In Scaphirhynchus the tail is covered by a continuous coat of mail. In Kessleria[[6]] fedtschenkoi, rossikowi, and other Asiatic species the tail is not mailed.

[6]. These species have also been named Pseudoscaphirhynchus. Kessleria is the earlier name, left undefined by its describer, although the type was indicated.

Order Selachostomi: the Paddle-fishes.—Another type of Ganoids, allied to the sturgeons, perhaps still further degenerate, is that of the paddle-fishes, called by Cope Selachostomi (σέλαχος, shark; στόμα, mouth). This group consists of a single family, Polyodontidæ, having apparently little in common with the other Ganoids, and in appearance still more suggestive of the sharks. The common name of paddle-fishes is derived from the long flat blade in which the snout terminates. This extends far beyond the mouth, is more or less sensitive, and is used to stir up the mud in which are found the minute organisms on which the fish feeds. Under the paddle are four very minute barbels corresponding to those of the sturgeons. The vernacular names of spoonbill, duckbill cat, and shovel-fish are also derived from the form of the snout. The skin is nearly smooth, the tail is heterocercal, the teeth are very small, and a long fleshy flap covers the gill-opening.
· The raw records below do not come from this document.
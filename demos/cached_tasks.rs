use std::time::Duration;

use serde::Deserialize;
use serde_json::json;
use taskdeck_http::{CachedResource, Keyed, TaskDeckClient};
use tracing_subscriber::EnvFilter;

#[derive(Clone, Debug, Deserialize)]
struct Task {
    id: u64,
    title: String,
    status: String,
}

impl Keyed for Task {
    type Key = u64;

    fn key(&self) -> u64 {
        self.id
    }
}

#[tokio::main]
async fn main() -> anyhow::Result<()> {
    tracing_subscriber::fmt()
        .with_env_filter(EnvFilter::from_default_env())
        .init();

    let client = TaskDeckClient::from_env()?;
    let tasks = CachedResource::<Task>::with_ttl(client, "/tasks", Duration::from_secs(30));

    let listed = tasks.list().await?;
    println!("{} tasks (network)", listed.len());

    let listed = tasks.list().await?;
    println!("{} tasks (cache: {:?})", listed.len(), tasks.cache().state());

    if let Some(first) = listed.first() {
        let updated = tasks
            .update(&first.id, &json!({ "title": first.title, "status": "done" }))
            .await?;
        println!("updated {} -> {}", updated.id, updated.status);
    }

    Ok(())
}
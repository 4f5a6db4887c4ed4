use serde::Deserialize;
use serde_json::json;
use taskdeck_http::TaskDeckClient;
use tracing_subscriber::EnvFilter;

#[derive(Debug, Deserialize)]
struct Project {
    id: serde_json::Value,
    name: String,
}

#[tokio::main]
async fn main() -> anyhow::Result<()> {
    tracing_subscriber::fmt()
        .with_env_filter(EnvFilter::from_default_env())
        .init();

    let client = TaskDeckClient::from_env()?;
    println!("health: {:?}", client.health().await);

    let created: Option<Project> = client
        .post("/projects", &json!({ "name": "Demo project" }))
        .await?;
    println!("created: {created:?}");

    let projects: Vec<Project> = client.get("/projects", [("status", "active")]).await?;
    for project in &projects {
        println!("{} {}", project.id, project.name);
    }

    client.shutdown();
    Ok(())
}
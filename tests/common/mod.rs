#![allow(dead_code)]

use std::{
    collections::VecDeque,
    sync::{
        atomic::{AtomicUsize, Ordering},
        Arc, Mutex,
    },
    time::Duration,
};

use axum::{
    body::Bytes,
    extract::State,
    http::{header, HeaderMap, Method, StatusCode, Uri},
    response::{IntoResponse, Response},
    routing::post,
    Json, Router,
};
use serde_json::{json, Value as JsonValue};
use taskdeck_http::{ClientOptions, Credential, MemoryTokenStore, TaskDeckClient};

#[derive(Clone)]
pub struct MockResponse {
    status: StatusCode,
    body: Option<JsonValue>,
    delay: Duration,
}

impl MockResponse {
    pub fn json(status: StatusCode, body: JsonValue) -> Self {
        Self {
            status,
            body: Some(body),
            delay: Duration::from_millis(0),
        }
    }

    pub fn empty(status: StatusCode) -> Self {
        Self {
            status,
            body: None,
            delay: Duration::from_millis(0),
        }
    }

    pub fn with_delay(mut self, delay: Duration) -> Self {
        self.delay = delay;
        self
    }

    async fn render(self) -> Response {
        if !self.delay.is_zero() {
            tokio::time::sleep(self.delay).await;
        }
        match self.body {
            Some(body) => (self.status, Json(body)).into_response(),
            None => self.status.into_response(),
        }
    }
}

/// Request as observed by the mock server.
#[derive(Clone, Debug)]
pub struct SeenRequest {
    pub method: Method,
    pub path_and_query: String,
    pub authorization: Option<String>,
    pub body: String,
}

#[derive(Clone)]
struct MockState {
    api: Arc<Mutex<VecDeque<MockResponse>>>,
    refresh: Arc<Mutex<VecDeque<MockResponse>>>,
    /// When set, API requests not carrying this bearer token get a 401
    /// without consuming the queue.
    accepted_token: Arc<Mutex<Option<String>>>,
    api_hits: Arc<AtomicUsize>,
    refresh_hits: Arc<AtomicUsize>,
    seen: Arc<Mutex<Vec<SeenRequest>>>,
    refresh_bodies: Arc<Mutex<Vec<String>>>,
}

fn pop(queue: &Mutex<VecDeque<MockResponse>>) -> MockResponse {
    queue
        .lock()
        .expect("response queue mutex must not be poisoned")
        .pop_front()
        .unwrap_or_else(|| {
            MockResponse::json(
                StatusCode::INTERNAL_SERVER_ERROR,
                json!({"error": "no mock response available"}),
            )
        })
}

async fn api_handler(
    State(state): State<MockState>,
    method: Method,
    uri: Uri,
    headers: HeaderMap,
    body: Bytes,
) -> Response {
    state.api_hits.fetch_add(1, Ordering::SeqCst);
    let authorization = headers
        .get(header::AUTHORIZATION)
        .and_then(|value| value.to_str().ok())
        .map(str::to_owned);

    state.seen.lock().expect("seen mutex").push(SeenRequest {
        method,
        path_and_query: uri
            .path_and_query()
            .map(|pq| pq.as_str().to_owned())
            .unwrap_or_default(),
        authorization: authorization.clone(),
        body: String::from_utf8_lossy(&body).into_owned(),
    });

    let accepted = state.accepted_token.lock().expect("token mutex").clone();
    if let Some(token) = accepted {
        if authorization.as_deref() != Some(format!("Bearer {token}").as_str()) {
            return StatusCode::UNAUTHORIZED.into_response();
        }
    }

    pop(&state.api).render().await
}

async fn refresh_handler(State(state): State<MockState>, body: String) -> Response {
    state.refresh_hits.fetch_add(1, Ordering::SeqCst);
    state
        .refresh_bodies
        .lock()
        .expect("refresh bodies mutex")
        .push(body);
    pop(&state.refresh).render().await
}

pub struct TestServer {
    pub base_url: String,
    state: MockState,
    task: tokio::task::JoinHandle<()>,
}

impl Drop for TestServer {
    fn drop(&mut self) {
        self.task.abort();
    }
}

impl TestServer {
    pub fn api_hits(&self) -> usize {
        self.state.api_hits.load(Ordering::SeqCst)
    }

    pub fn refresh_hits(&self) -> usize {
        self.state.refresh_hits.load(Ordering::SeqCst)
    }

    pub fn seen(&self) -> Vec<SeenRequest> {
        self.state.seen.lock().expect("seen mutex").clone()
    }

    pub fn refresh_bodies(&self) -> Vec<String> {
        self.state
            .refresh_bodies
            .lock()
            .expect("refresh bodies mutex")
            .clone()
    }

    pub fn accept_only(&self, token: &str) {
        *self.state.accepted_token.lock().expect("token mutex") = Some(token.to_owned());
    }

    pub fn push_api(&self, response: MockResponse) {
        self.state.api.lock().expect("api mutex").push_back(response);
    }
}

pub async fn spawn_server(api: Vec<MockResponse>, refresh: Vec<MockResponse>) -> TestServer {
    let state = MockState {
        api: Arc::new(Mutex::new(api.into())),
        refresh: Arc::new(Mutex::new(refresh.into())),
        accepted_token: Arc::new(Mutex::new(None)),
        api_hits: Arc::new(AtomicUsize::new(0)),
        refresh_hits: Arc::new(AtomicUsize::new(0)),
        seen: Arc::new(Mutex::new(Vec::new())),
        refresh_bodies: Arc::new(Mutex::new(Vec::new())),
    };

    let app = Router::new()
        .route("/auth/refresh", post(refresh_handler))
        .fallback(api_handler)
        .with_state(state.clone());

    let listener = tokio::net::TcpListener::bind("127.0.0.1:0")
        .await
        .expect("must bind test listener");
    let address = listener.local_addr().expect("must have local addr");
    let task = tokio::spawn(async move {
        axum::serve(listener, app)
            .await
            .expect("mock server must run");
    });

    TestServer {
        base_url: format!("http://{address}"),
        state,
        task,
    }
}

pub fn fast_options() -> ClientOptions {
    ClientOptions {
        timeout: Duration::from_secs(2),
        max_retries: 2,
        retry_backoff: Duration::from_millis(1),
        ..ClientOptions::default()
    }
}

pub fn signed_in_store(access: &str, refresh: &str) -> Arc<MemoryTokenStore> {
    Arc::new(MemoryTokenStore::with_credential(Credential::new(
        access, refresh,
    )))
}

pub fn client_for(server: &TestServer, store: Arc<MemoryTokenStore>) -> TaskDeckClient {
    TaskDeckClient::builder()
        .base_url(server.base_url.clone())
        .options(fast_options())
        .token_store(store)
        .build()
        .expect("client must build")
}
The very long and slender gill-rakers serve to strain the food (worms, leeches, water-beetles, crustaceans, and algæ) from the muddy waters from which they are taken. The most important part of this diet consists of Entomostracans. The single American species, Polyodon spathula, abounds through the Mississippi Valley in all the larger streams. It reaches a length of three or four feet. It is often taken in the nets, but the coarse tough flesh, like that of our inferior catfish, is not much esteemed. In the great rivers of China, the Yangtse and the Hoang Ho, is a second species, Psephurus gladius, with narrower snout, fewer gill-rakers, and much coarser fulcra on the tail. The habits, so far as known, are much the same.

Fig. 9.—Paddle-fish, Polyodon spathula (Walbaum). Ohio River.